Former President Donald Trump speaks during his Save America rally in Perry, Ga., on Saturday, Sept. 25, 2021. (AP)

Amy Sherman
By Amy Sherman September 28, 2021

Trump falsely describes Arizona audit findings

If Your Time is short

  • Arizona state Senate Republicans ordered a review of 2 million ballots in Maricopa County. The review found that Joe Biden beat Donald Trump in Maricopa County by about 45,000 votes. That number was virtually the same as the county’s official canvass.

A GOP-led review of 2 million ballots in Maricopa County, Ariz., confirmed on Sept. 24 what official election results showed months ago: Joe Biden won the county in the 2020 election.

But speaking the next night to a crowd of fans in Georgia, Trump insisted that Biden lost. 

"We won on the Arizona forensic audit yesterday at a level that you wouldn’t believe," Trump said during a Sept. 25 "Save America" rally in Perry, Ga, referring to the ballot review ordered by Republicans in the Arizona state Senate. 

"They had headlines that Biden wins in Arizona when they know it’s not true," Trump added. "He didn’t win in Arizona.
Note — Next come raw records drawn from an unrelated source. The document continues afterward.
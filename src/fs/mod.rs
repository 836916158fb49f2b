//! File system access for release runs.
//!
//! Reads and writes go through a change set that supports dry runs and
//! records what was modified.

pub mod changeset;

pub use changeset::{Change, ChangeKind, Changeset};
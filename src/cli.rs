use crate::steps::bump::BumpArgs;
use crate::steps::license::LicenseArgs;
use clap::{Parser, Subcommand};

#[derive(Parser)]
#[command(name = "hetu-release", version, about)]
pub struct ReleaseCli {
    #[command(subcommand)]
    pub command: ReleaseCommand,
}

#[derive(Subcommand)]
pub enum ReleaseCommand {
    /// Set a new version on every HetuDB crate and the pins between them.
    Bump(BumpArgs),

    /// Write the third-party license attribution file.
    License(LicenseArgs),
}
//! Typed access to the parts of a `Cargo.toml` a version bump touches.
//!
//! [`Manifest`] keeps the parsed `toml_edit` document private and exposes
//! only version reads and writes on the `[package]` table and on dependency
//! declarations. Everything else in the file round-trips untouched.
//!
//! # Dependency tables
//!
//! ```toml
//! [dependencies]
//! hetu-error = { path = "../error", version = "0.1.0" }
//!
//! [dev-dependencies.hetu-query]
//! version = "0.1.0"
//!
//! [target.'cfg(unix)'.build-dependencies]
//! hetu-mywire = "0.1.0"
//! ```

use std::fmt;
use std::str::FromStr;
use toml_edit::{DocumentMut, Item, Value};

/// Kind of dependency table.
#[derive(Debug, Clone, Copy, PartialEq, Eq, Hash, PartialOrd, Ord)]
pub enum DependencyScope {
    Normal,
    Dev,
    Build,
}

impl DependencyScope {
    pub const ALL: [DependencyScope; 3] = [
        DependencyScope::Normal,
        DependencyScope::Dev,
        DependencyScope::Build,
    ];

    /// Table key in the manifest.
    pub fn key(self) -> &'static str {
        match self {
            DependencyScope::Normal => "dependencies",
            DependencyScope::Dev => "dev-dependencies",
            DependencyScope::Build => "build-dependencies",
        }
    }
}

/// Location of one dependency table, e.g. `[target.'cfg(unix)'.dependencies]`.
#[derive(Debug, Clone, PartialEq, Eq, Hash, PartialOrd, Ord)]
pub struct DependencyTable {
    pub target: Option<String>,
    pub scope: DependencyScope,
}

impl DependencyTable {
    pub fn new(scope: DependencyScope) -> Self {
        Self {
            target: None,
            scope,
        }
    }

    pub fn for_target(target: impl Into<String>, scope: DependencyScope) -> Self {
        Self {
            target: Some(target.into()),
            scope,
        }
    }
}

impl fmt::Display for DependencyTable {
    fn fmt(&self, f: &mut fmt::Formatter<'_>) -> fmt::Result {
        match &self.target {
            Some(target) => write!(f, "target.{}.{}", target, self.scope.key()),
            None => f.write_str(self.scope.key()),
        }
    }
}

/// A declaration inside a dependency table.
#[derive(Debug, Clone, PartialEq, Eq)]
pub struct Declaration {
    /// Key in the table (may be an alias).
    pub key: String,
    /// Package the key refers to: the `package` field if present, else the key.
    pub package: String,
}

/// Returned when the manifest has no `[package]` table.
#[derive(Debug, Clone, Copy, PartialEq, Eq)]
pub struct MissingPackageTable;

/// A parsed manifest that preserves formatting on write.
#[derive(Debug, Clone)]
pub struct Manifest {
    doc: DocumentMut,
}

impl FromStr for Manifest {
    type Err = toml_edit::TomlError;

    fn from_str(s: &str) -> Result<Self, Self::Err> {
        Ok(Self { doc: s.parse()? })
    }
}

impl fmt::Display for Manifest {
    fn fmt(&self, f: &mut fmt::Formatter<'_>) -> fmt::Result {
        fmt::Display::fmt(&self.doc, f)
    }
}

impl Manifest {
    /// `[package].version` when it is a plain string.
    pub fn own_version(&self) -> Option<&str> {
        self.doc.get("package")?.get("version")?.as_str()
    }

    /// Sets `[package].version`, inserting the key when absent.
    ///
    /// Returns `Ok(false)` if the version already matched.
    pub fn set_own_version(&mut self, version: &str) -> Result<bool, MissingPackageTable> {
        if self.own_version() == Some(version) {
            return Ok(false);
        }

        let package = self
            .doc
            .get_mut("package")
            .and_then(Item::as_table_like_mut)
            .ok_or(MissingPackageTable)?;

        match package.get_mut("version") {
            Some(slot) => replace_string(slot, version),
            None => {
                package.insert("version", toml_edit::value(version));
            }
        }

        Ok(true)
    }

    /// Dependency tables present in the manifest, top-level first.
    pub fn dependency_tables(&self) -> Vec<DependencyTable> {
        let mut tables: Vec<_> = DependencyScope::ALL
            .into_iter()
            .filter(|scope| self.doc.get(scope.key()).is_some_and(Item::is_table_like))
            .map(DependencyTable::new)
            .collect();

        if let Some(targets) = self.doc.get("target").and_then(Item::as_table_like) {
            for (target, item) in targets.iter() {
                for scope in DependencyScope::ALL {
                    if item.get(scope.key()).is_some_and(Item::is_table_like) {
                        tables.push(DependencyTable::for_target(target, scope));
                    }
                }
            }
        }

        tables
    }

    /// Declarations in one dependency table, in file order.
    pub fn dependencies(&self, table: &DependencyTable) -> Vec<Declaration> {
        let Some(deps) = self.table(table).and_then(Item::as_table_like) else {
            return Vec::new();
        };

        deps.iter()
            .map(|(key, item)| Declaration {
                key: key.to_string(),
                package: item
                    .get("package")
                    .and_then(Item::as_str)
                    .unwrap_or(key)
                    .to_string(),
            })
            .collect()
    }

    /// Version of a declaration. A bare string declaration is its own version.
    pub fn dependency_version(&self, table: &DependencyTable, key: &str) -> Option<&str> {
        let dep = self.table(table)?.get(key)?;
        dep.as_str().or_else(|| dep.get("version")?.as_str())
    }

    /// Returns true if the declaration carries a version field of any shape.
    pub fn has_dependency_version(&self, table: &DependencyTable, key: &str) -> bool {
        self.table(table)
            .and_then(|deps| deps.get(key))
            .is_some_and(|dep| dep.is_str() || dep.get("version").is_some())
    }

    /// Returns true if the declaration points at a git source without a version.
    pub fn is_pin_only(&self, table: &DependencyTable, key: &str) -> bool {
        self.table(table)
            .and_then(|deps| deps.get(key))
            .is_some_and(|dep| dep.get("git").is_some() && dep.get("version").is_none())
    }

    /// Sets the version of an existing declaration that already has one.
    ///
    /// Declarations without a version field are left alone. Returns true if
    /// the document changed.
    pub fn set_dependency_version(
        &mut self,
        table: &DependencyTable,
        key: &str,
        version: &str,
    ) -> bool {
        if !self.has_dependency_version(table, key)
            || self.dependency_version(table, key) == Some(version)
        {
            return false;
        }

        let Some(dep) = self.table_mut(table).and_then(|deps| deps.get_mut(key)) else {
            return false;
        };

        if dep.is_str() {
            replace_string(dep, version);
            return true;
        }

        match dep.get_mut("version") {
            Some(slot) => {
                replace_string(slot, version);
                true
            }
            None => false,
        }
    }

    fn table(&self, table: &DependencyTable) -> Option<&Item> {
        match &table.target {
            None => self.doc.get(table.scope.key()),
            Some(target) => self
                .doc
                .get("target")?
                .get(target.as_str())?
                .get(table.scope.key()),
        }
    }

    fn table_mut(&mut self, table: &DependencyTable) -> Option<&mut Item> {
        match &table.target {
            None => self.doc.get_mut(table.scope.key()),
            Some(target) => self
                .doc
                .get_mut("target")?
                .get_mut(target.as_str())?
                .get_mut(table.scope.key()),
        }
    }
}

/// Replaces a value with a string, keeping the whitespace and comment around it.
fn replace_string(slot: &mut Item, new: &str) {
    match slot.as_value_mut() {
        Some(existing) => {
            let decor = existing.decor().clone();
            *existing = Value::from(new);
            *existing.decor_mut() = decor;
        }
        None => *slot = toml_edit::value(new),
    }
}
He lost in Arizona based on the forensic audit."

In fact, the review found the exact opposite — that Biden had 45,469 more votes than Trump in Maricopa, roughly in line with the official results certified in November 2020. According to the report issued by Cyber Ninjas, the firm hired to conduct the review, Biden’s margin of victory was 360 votes larger than the county’s official canvass showed.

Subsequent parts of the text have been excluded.